As part of his sermon, Mr. Frazier spoke of a local 19-year-old sailor who was killed in the blast as an example, too, of how lives could change and disappear in an instant.
“Follow one person’s death and just see how far it reaches,” Mr. Frazier said as he spoke of Seaman James “Little Mac” McDaniels.
“The first wave of grief hits Little Mac’s parents and sisters and his pregnant fiancee, Novella, and their unborn son who will never know his father,” Mr. Frazier said.
“The circle of grief touches all the kids who ever knew James from school.”
At First Lutheran Church on Colley Avenue, Chaplain Frank Hayes, a 23-year Navy chaplain, said the whole community is mourning the Cole’s loss, a message he planned to share during his homily.
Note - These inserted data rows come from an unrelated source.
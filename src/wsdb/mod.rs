//! The workspace database: named mutable pointers to immutable roots.
//!
//! A workspace is a `(typespace, namespace, workspace)` triple mapping to a
//! root object key plus a nonce. The trait here is the uncached contract
//! (§core); [`cache::CachedWorkspaceDb`] overlays the refresh/merge cache.

pub mod cache;
pub mod memory;
pub mod subscriptions;

use std::collections::HashMap;
use std::fmt;
use std::time::SystemTime;

use async_trait::async_trait;

use crate::key::ObjectKey;

/// The distinguished empty name component. `_/_/_` is the null workspace.
pub const NULL_SPACE_NAME: &str = "_";

/// Reserved path of the api special file inside a mount.
pub const API_PATH: &str = "api";

/// Identity and publication counter of a workspace lineage.
///
/// `id` is minted fresh whenever a workspace name is (re)created, so a
/// deleted-and-recreated workspace is distinguishable from its predecessor.
/// `publish_time` advances on every successful advance of the root.
#[derive(Debug, Copy, Clone, PartialEq, Eq, Hash, Default)]
pub struct WorkspaceNonce {
    pub id: u64,
    pub publish_time: u64,
}

impl WorkspaceNonce {
    pub const INVALID: WorkspaceNonce = WorkspaceNonce { id: 0, publish_time: 0 };

    pub fn new(id: u64, publish_time: u64) -> Self {
        Self { id, publish_time }
    }

    pub fn is_valid(&self) -> bool {
        *self != Self::INVALID
    }

    /// True when both nonces name the same workspace lineage.
    pub fn same_lineage(&self, other: &WorkspaceNonce) -> bool {
        self.id == other.id
    }
}

impl fmt::Display for WorkspaceNonce {
    fn fmt(&self, f: &mut fmt::Formatter<'_>) -> fmt::Result {
        write!(f, "{}:{}", self.id, self.publish_time)
    }
}

/// Workspace database failures.
#[derive(Debug, Clone, PartialEq, Eq)]
pub enum Error {
    WorkspaceExists,
    WorkspaceNotFound,
    /// A compare-and-set saw a root or nonce other than expected.
    WorkspaceOutOfDate,
    /// Mutation of a reserved name.
    Locked,
    BadArguments(String),
    Fatal(String),
}

impl fmt::Display for Error {
    fn fmt(&self, f: &mut fmt::Formatter<'_>) -> fmt::Result {
        match self {
            Error::WorkspaceExists => write!(f, "workspace already exists"),
            Error::WorkspaceNotFound => write!(f, "workspace not found"),
            Error::WorkspaceOutOfDate => write!(f, "workspace out of date"),
            Error::Locked => write!(f, "workspace name is reserved"),
            Error::BadArguments(msg) => write!(f, "bad arguments: {msg}"),
            Error::Fatal(msg) => write!(f, "fatal workspace db failure: {msg}"),
        }
    }
}

pub type Result<T> = std::result::Result<T, Error>;

/// True for strings usable as one component of a workspace name.
pub fn valid_component(component: &str) -> bool {
    !component.is_empty() && !component.contains('/')
}

/// Store of workspace names. Readers take a shared lock; `branch`,
/// `advance`, `delete` and `set_workspace_immutable` are exclusive.
#[async_trait]
pub trait WorkspaceDb: Send + Sync {
    async fn num_typespaces(&self) -> Result<usize>;
    async fn typespace_list(&self) -> Result<Vec<String>>;

    /// Lists namespaces under `typespace`; empty when the typespace is
    /// unknown.
    async fn num_namespaces(&self, typespace: &str) -> Result<usize>;
    async fn namespace_list(&self, typespace: &str) -> Result<Vec<String>>;

    async fn num_workspaces(&self, typespace: &str, namespace: &str) -> Result<usize>;
    async fn workspace_list(
        &self,
        typespace: &str,
        namespace: &str,
    ) -> Result<HashMap<String, WorkspaceNonce>>;

    /// Resolves a workspace to its current root and nonce.
    async fn workspace(
        &self,
        typespace: &str,
        namespace: &str,
        workspace: &str,
    ) -> Result<(ObjectKey, WorkspaceNonce)>;

    /// Creates `dst` pointing at `src`'s current root, with a fresh nonce
    /// lineage.
    #[allow(clippy::too_many_arguments)]
    async fn branch_workspace(
        &self,
        src_typespace: &str,
        src_namespace: &str,
        src_workspace: &str,
        dst_typespace: &str,
        dst_namespace: &str,
        dst_workspace: &str,
    ) -> Result<(WorkspaceNonce, ObjectKey)>;

    /// Atomically replaces the root, conditional on the stored root and
    /// nonce both matching expectations. Returns the stored root and nonce
    /// after the operation.
    #[allow(clippy::too_many_arguments)]
    async fn advance_workspace(
        &self,
        typespace: &str,
        namespace: &str,
        workspace: &str,
        expected_nonce: WorkspaceNonce,
        expected_root: &ObjectKey,
        new_root: &ObjectKey,
    ) -> Result<(ObjectKey, WorkspaceNonce)>;

    /// Removes a workspace name. Reserved typespaces are locked; absent
    /// names succeed silently.
    async fn delete_workspace(&self, typespace: &str, namespace: &str, workspace: &str)
        -> Result<()>;

    /// Writes a mapping directly. Succeeds idempotently when the stored
    /// root equals `root`, fails out-of-date when it differs.
    async fn create_workspace(
        &self,
        typespace: &str,
        namespace: &str,
        workspace: &str,
        nonce: WorkspaceNonce,
        root: &ObjectKey,
    ) -> Result<()>;

    /// Marks a workspace immutable; later advances fail.
    async fn set_workspace_immutable(
        &self,
        typespace: &str,
        namespace: &str,
        workspace: &str,
    ) -> Result<()>;

    async fn workspace_is_immutable(
        &self,
        typespace: &str,
        namespace: &str,
        workspace: &str,
    ) -> Result<bool>;

    /// Instant of the last mutation, at microsecond resolution.
    async fn workspace_last_write_time(
        &self,
        typespace: &str,
        namespace: &str,
        workspace: &str,
    ) -> Result<SystemTime>;
}

#[cfg(test)]
mod tests {
    use super::*;

    #[test]
    fn test_nonce_validity() {
        assert!(!WorkspaceNonce::INVALID.is_valid());
        assert!(WorkspaceNonce::new(1, 0).is_valid());
        assert!(WorkspaceNonce::default() == WorkspaceNonce::INVALID);
    }

    #[test]
    fn test_nonce_lineage() {
        let a = WorkspaceNonce::new(5, 100);
        let b = WorkspaceNonce::new(5, 200);
        let c = WorkspaceNonce::new(6, 100);
        assert!(a.same_lineage(&b));
        assert!(!a.same_lineage(&c));
    }

    #[test]
    fn test_component_validation() {
        assert!(valid_component("build"));
        assert!(valid_component(NULL_SPACE_NAME));
        assert!(!valid_component(""));
        assert!(!valid_component("a/b"));
    }
}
Holding a sheet of paper with names of persons to be prayed for, Chaplain Hayes pointed to the bottom half.
“I think this says something about the impact,” he said, showing the multitude of prayers offered for the Cole’s crew, its family and peace.
Chaplain Hayes, who was at the church for just the one service as an interim pastor, said the city hasn’t faced this kind of tragic turn of events in a long while but will come through nonetheless.
“They see [the Navy] as their children,” he said. “The Navy and the retirees that live here are woven into the fabric of [the community].”
Instead of wearing the standard green vestments of the Catholic Church, the Rev. Joseph H. Metzger III of Blessed Sacrament Church chose white yesterday.
“I wear white as a visual reminder to all of us [that] we are called … to a commitment of peace,” Father Metzger said.
The tone of many services was in fact on reflection and peace as Father Metzger and others talked of how Americans should take this incident as a reminder not to take living in the United States for granted.
“It shocked our city, it shocked our state, it shocked our country,” Father Metzger said. “The men and women of the Cole did not know what was coming.”